Dispuesto, así, a tomar el pulso de unos pocos objetos y personas, Cadenas apoya su pensamiento en la incertidumbre y su palabra en la cortedad, infundiendo en su lector ―ha sido mi caso, por lo menos― un sentimiento de insatisfacción que, tras algunos esfuerzos y tanteos, lo compromete finalmente a trabajar en el cumplimiento del poema. Y no es que haya que descifrar ni aclarar nada en la poesía de Cadenas, que no se atarea con referencias ocultas ni consiente misterios artificiales. Más bien ocurre que las nociones mismas de construcción y de composición parecen impacientar a Cadenas al punto de hacerlo concebir la poesía como una renuncia, incluso como un abandono. Su energía, su entusiasmo ―un entusiasmo ceremonial, afín a ciertas formas de atención o concentración en lo sagrado―, son asimilables, por todo ello, a la felicidad paradójica de los que asisten a su propio vaciamiento y a su propia desintegración, habiéndolos propiciado casi siempre por vía religiosa:

Si callas
todavía te oyes tú,
el muy lleno,
que nada vales
(o sólo vales en tu errancia).


Ésta, la segunda edición de la Obra entera de Cadenas, básicamente se distingue de la primera en la incorporación de una docena de poemas que, titulados Desde Boston, acaso datan de la estancia del poeta en dicha ciudad a fines del siglo pasado. También añade al prólogo de José Balza otro de Darío Jaramillo Agudelo. Complementarios, ambos prólogos constituyen sendos recorridos lineales por la vida y la obra de Cadenas (más por la obra, el de Jaramillo Agudelo; más por la biografía, el de Balza) y, cada uno en su estilo, invitan a leer esta Obra entera de principio a fin. Lo cual es factible, pero no indispensable: la coherencia de los poemas, notas, aforismos y ensayos de Cadenas radica no tanto en la eventual concatenación de sus libros como en la reiteración y desarrollo de una misma convicción, de una misma fe que, de tan milimétrica y frágil, apenas logra manifestarse de manera explícita en versos esporádicos o en poemas brevísimos como éste, de Memorial:

Un momento separado de todos los momentos
tiene años esperándote fuera de los años.

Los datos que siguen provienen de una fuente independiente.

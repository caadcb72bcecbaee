use glam::Vec3;
use serde::{Deserialize, Serialize};

/// Brightness the falloff curve reaches at the light's distance is 1 / (1 + CUTOFF).
const CUTOFF: f32 = 255.0;

/// Profile used when the caller does not pick one: half linear, half quadratic.
pub const DEFAULT_PROFILE: f32 = 0.5;

/// Constant/linear/quadratic attenuation triple uploaded as `falloff[i]`.
///
/// Always derived from a distance and a profile through [`Falloff::from_distance`];
/// lights never take hand-written coefficients.
#[derive(Debug, Clone, Copy, PartialEq, Serialize, Deserialize)]
pub struct Falloff {
    pub constant: f32,
    pub linear: f32,
    pub quadratic: f32,
}

impl Falloff {
    /// No attenuation: the light keeps full brightness at any distance.
    pub const NONE: Self = Self {
        constant: 1.0,
        linear: 0.0,
        quadratic: 0.0,
    };

    /// Falloff of a 30 unit light with the default profile.
    pub const DEFAULT: Self = Self {
        constant: 1.0,
        linear: CUTOFF * (1.0 - DEFAULT_PROFILE) / 30.0,
        quadratic: CUTOFF * DEFAULT_PROFILE / (30.0 * 30.0),
    };

    /// Solve the attenuation so brightness drops to about 1/256 at `distance`.
    ///
    /// `profile` blends the curve between purely linear (0.0) and purely
    /// quadratic (1.0). Values outside [0, 1] are not rejected; they yield a
    /// negative term and a curve that is the caller's problem.
    ///
    /// A non-positive `distance` returns [`Falloff::NONE`].
    pub fn from_distance(distance: f32, profile: f32) -> Self {
        if distance <= 0.0 {
            return Self::NONE;
        }

        Self {
            constant: 1.0,
            linear: CUTOFF * (1.0 - profile) / distance,
            quadratic: CUTOFF * profile / (distance * distance),
        }
    }

    pub fn from_distance_default(distance: f32) -> Self {
        Self::from_distance(distance, DEFAULT_PROFILE)
    }

    /// Brightness factor at `d` units from the light, as the fragment shader computes it.
    pub fn attenuation(&self, d: f32) -> f32 {
        1.0 / (self.constant + self.linear * d + self.quadratic * d * d)
    }

    pub fn to_vec3(self) -> Vec3 {
        Vec3::new(self.constant, self.linear, self.quadratic)
    }
}

impl Default for Falloff {
    fn default() -> Self {
        Self::DEFAULT
    }
}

El al que se dirigen las palabras que acabo de citar, así como el invocado en el poema que reproduje más arriba, es desde luego uno mismo con el yo que dice no querer “estilo”, sino “honradez”. Esta penetrante y sencilla herramienta expresiva ―presentar el yo como un ― es tal vez la única que Cadenas emplea sin desconfianza. Cualquier otro asomo de retórica le parece una veleidad, cuando no una imposición inadmisible. Los dos volúmenes de aforismos (Anotaciones y Dichos) y los dos ensayos de aproximación al hecho literario (Realidad y literatura y En torno al lenguaje) que Cadenas ha escrito, así como sus profundos Apuntes sobre San Juan de la Cruz y la mística, en última instancia pueden leerse como lanzas rotas en pro de la sencillez y la desnudez de la palabra.

Cadenas habita sus poemas en la medida que los entiende como espacios abiertos, potencialmente acogedores. Obsérvese de qué manera se refiere a la palabra: “palabra, / casa sin atavíos”. Obsérvese, luego, cómo habla del cuerpo (del suyo propio y de todo cuerpo humano): “Lugar de la presencia, / lugar del vacío”. Cobra sentido, así, que para Cadenas el poema sea el punto donde logran juntarse palabra y cuerpo, donde la más estricta realidad exterior se hace interior, y donde, por lo mismo, la identidad personal responde a la enorme sencillez del universo.


(Este artículo acaba de aparecer en el número 137 de la revista Crítica.)